• [WHAT THIS TASK INVOLVES]: After locating the line that contains "Self::Any => Kernel::Fold" in the data below, set down exactly that line and each one after it through the line that contains "Self::NanMean => Kernel::Moments", and nothing more.

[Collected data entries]

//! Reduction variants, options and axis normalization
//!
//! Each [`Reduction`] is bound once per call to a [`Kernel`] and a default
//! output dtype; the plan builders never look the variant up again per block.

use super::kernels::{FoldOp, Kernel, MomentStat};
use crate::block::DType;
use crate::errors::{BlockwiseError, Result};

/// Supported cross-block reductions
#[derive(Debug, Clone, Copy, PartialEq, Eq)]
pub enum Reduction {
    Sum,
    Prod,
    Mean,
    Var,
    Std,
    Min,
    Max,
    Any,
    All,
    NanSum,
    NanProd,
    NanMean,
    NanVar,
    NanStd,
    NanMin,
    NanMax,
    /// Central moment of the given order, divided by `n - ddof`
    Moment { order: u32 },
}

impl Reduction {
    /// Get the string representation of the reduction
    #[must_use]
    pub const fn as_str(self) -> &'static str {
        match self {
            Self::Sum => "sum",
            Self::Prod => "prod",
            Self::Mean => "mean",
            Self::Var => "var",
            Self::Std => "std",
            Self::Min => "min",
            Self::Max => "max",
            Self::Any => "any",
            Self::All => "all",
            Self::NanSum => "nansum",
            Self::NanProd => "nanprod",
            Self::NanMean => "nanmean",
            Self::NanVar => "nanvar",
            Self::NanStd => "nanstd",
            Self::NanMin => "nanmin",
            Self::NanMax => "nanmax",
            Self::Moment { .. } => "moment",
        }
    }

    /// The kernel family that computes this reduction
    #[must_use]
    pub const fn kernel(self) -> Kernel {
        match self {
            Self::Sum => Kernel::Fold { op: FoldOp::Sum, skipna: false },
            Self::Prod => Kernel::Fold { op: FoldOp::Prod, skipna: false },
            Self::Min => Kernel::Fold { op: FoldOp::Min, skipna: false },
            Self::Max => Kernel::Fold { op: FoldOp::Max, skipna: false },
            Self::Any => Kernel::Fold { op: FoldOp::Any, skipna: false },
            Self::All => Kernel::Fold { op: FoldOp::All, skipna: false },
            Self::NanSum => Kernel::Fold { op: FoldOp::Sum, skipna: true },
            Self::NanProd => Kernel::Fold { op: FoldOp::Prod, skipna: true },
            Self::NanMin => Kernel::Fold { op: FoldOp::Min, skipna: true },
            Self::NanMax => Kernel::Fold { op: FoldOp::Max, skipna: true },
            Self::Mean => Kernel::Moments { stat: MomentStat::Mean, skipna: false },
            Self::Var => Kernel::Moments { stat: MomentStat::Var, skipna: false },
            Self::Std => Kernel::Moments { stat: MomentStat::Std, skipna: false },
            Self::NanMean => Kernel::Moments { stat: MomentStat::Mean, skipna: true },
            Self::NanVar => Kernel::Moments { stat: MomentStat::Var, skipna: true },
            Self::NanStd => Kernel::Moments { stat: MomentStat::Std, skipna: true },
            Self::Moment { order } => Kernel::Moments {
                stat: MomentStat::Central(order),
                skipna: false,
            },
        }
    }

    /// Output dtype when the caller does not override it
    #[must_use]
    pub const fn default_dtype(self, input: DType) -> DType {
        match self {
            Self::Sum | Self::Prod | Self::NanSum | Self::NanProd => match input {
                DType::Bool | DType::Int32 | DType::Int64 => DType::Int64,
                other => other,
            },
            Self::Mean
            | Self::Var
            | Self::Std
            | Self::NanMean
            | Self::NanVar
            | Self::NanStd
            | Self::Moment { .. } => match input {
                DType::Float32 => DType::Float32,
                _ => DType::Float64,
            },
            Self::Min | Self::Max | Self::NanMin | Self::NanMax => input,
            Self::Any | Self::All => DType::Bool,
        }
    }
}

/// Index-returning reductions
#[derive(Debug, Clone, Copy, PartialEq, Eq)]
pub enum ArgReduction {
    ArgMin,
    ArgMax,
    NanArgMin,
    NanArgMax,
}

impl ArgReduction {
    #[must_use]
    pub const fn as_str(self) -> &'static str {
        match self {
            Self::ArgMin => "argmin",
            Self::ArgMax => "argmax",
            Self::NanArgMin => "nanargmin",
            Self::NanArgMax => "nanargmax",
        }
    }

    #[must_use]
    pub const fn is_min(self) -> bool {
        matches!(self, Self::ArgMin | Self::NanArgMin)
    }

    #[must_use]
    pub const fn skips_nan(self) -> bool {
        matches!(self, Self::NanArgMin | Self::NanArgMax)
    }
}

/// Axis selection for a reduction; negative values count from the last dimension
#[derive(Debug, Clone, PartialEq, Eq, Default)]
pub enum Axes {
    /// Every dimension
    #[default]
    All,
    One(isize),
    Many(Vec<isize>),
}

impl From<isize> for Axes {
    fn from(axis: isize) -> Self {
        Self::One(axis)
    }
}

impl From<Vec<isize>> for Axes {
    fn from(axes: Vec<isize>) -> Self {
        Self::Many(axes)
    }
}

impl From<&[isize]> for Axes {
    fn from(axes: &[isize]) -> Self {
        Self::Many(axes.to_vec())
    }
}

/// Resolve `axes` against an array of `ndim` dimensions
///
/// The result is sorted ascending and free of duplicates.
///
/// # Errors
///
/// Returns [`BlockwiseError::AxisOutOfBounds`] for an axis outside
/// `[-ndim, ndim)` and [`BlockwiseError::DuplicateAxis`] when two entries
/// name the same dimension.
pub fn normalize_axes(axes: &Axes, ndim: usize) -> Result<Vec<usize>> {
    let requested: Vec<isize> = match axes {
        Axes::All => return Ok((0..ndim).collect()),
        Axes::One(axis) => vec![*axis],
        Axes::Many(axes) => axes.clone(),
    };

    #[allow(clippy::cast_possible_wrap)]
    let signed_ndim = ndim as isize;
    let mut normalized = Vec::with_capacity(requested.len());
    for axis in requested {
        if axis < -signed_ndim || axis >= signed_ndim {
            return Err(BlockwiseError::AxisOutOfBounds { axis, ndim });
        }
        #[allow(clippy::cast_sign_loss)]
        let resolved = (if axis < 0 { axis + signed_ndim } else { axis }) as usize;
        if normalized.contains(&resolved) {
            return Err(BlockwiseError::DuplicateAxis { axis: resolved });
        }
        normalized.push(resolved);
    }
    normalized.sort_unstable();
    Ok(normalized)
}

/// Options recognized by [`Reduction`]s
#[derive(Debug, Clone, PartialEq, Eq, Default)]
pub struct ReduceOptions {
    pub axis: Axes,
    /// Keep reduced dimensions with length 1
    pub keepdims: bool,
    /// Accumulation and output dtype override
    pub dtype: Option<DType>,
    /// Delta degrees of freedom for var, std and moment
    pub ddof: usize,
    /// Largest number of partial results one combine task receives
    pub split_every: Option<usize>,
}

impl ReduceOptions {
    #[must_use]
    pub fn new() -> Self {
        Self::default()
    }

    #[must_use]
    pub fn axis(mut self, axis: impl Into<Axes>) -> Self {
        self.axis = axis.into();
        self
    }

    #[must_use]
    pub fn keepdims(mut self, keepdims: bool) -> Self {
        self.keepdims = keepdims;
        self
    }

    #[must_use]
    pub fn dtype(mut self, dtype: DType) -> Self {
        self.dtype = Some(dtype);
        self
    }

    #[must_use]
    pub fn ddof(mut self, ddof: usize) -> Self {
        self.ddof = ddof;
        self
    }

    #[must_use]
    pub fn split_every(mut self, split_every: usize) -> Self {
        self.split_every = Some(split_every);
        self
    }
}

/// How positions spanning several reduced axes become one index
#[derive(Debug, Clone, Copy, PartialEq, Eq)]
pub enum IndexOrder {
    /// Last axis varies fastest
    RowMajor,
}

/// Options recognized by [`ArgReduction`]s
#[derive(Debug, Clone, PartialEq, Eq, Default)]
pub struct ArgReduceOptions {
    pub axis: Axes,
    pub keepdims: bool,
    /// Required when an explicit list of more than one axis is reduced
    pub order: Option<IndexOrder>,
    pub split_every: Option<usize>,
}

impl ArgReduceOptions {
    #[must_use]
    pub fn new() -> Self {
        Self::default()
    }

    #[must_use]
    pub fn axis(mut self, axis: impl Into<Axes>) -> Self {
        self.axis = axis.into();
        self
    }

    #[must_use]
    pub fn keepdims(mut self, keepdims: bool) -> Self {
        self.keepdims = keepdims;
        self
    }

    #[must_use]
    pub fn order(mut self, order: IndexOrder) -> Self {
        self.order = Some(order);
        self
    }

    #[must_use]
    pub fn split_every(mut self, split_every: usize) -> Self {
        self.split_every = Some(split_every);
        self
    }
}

• [SOLUTION FOR THIS PROBLEM]:
            Self::Any => Kernel::Fold { op: FoldOp::Any, skipna: false },
            Self::All => Kernel::Fold { op: FoldOp::All, skipna: false },
            Self::NanSum => Kernel::Fold { op: FoldOp::Sum, skipna: true },
            Self::NanProd => Kernel::Fold { op: FoldOp::Prod, skipna: true },
            Self::NanMin => Kernel::Fold { op: FoldOp::Min, skipna: true },
            Self::NanMax => Kernel::Fold { op: FoldOp::Max, skipna: true },
            Self::Mean => Kernel::Moments { stat: MomentStat::Mean, skipna: false },
            Self::Var => Kernel::Moments { stat: MomentStat::Var, skipna: false },
            Self::Std => Kernel::Moments { stat: MomentStat::Std, skipna: false },
            Self::NanMean => Kernel::Moments { stat: MomentStat::Mean, skipna: true },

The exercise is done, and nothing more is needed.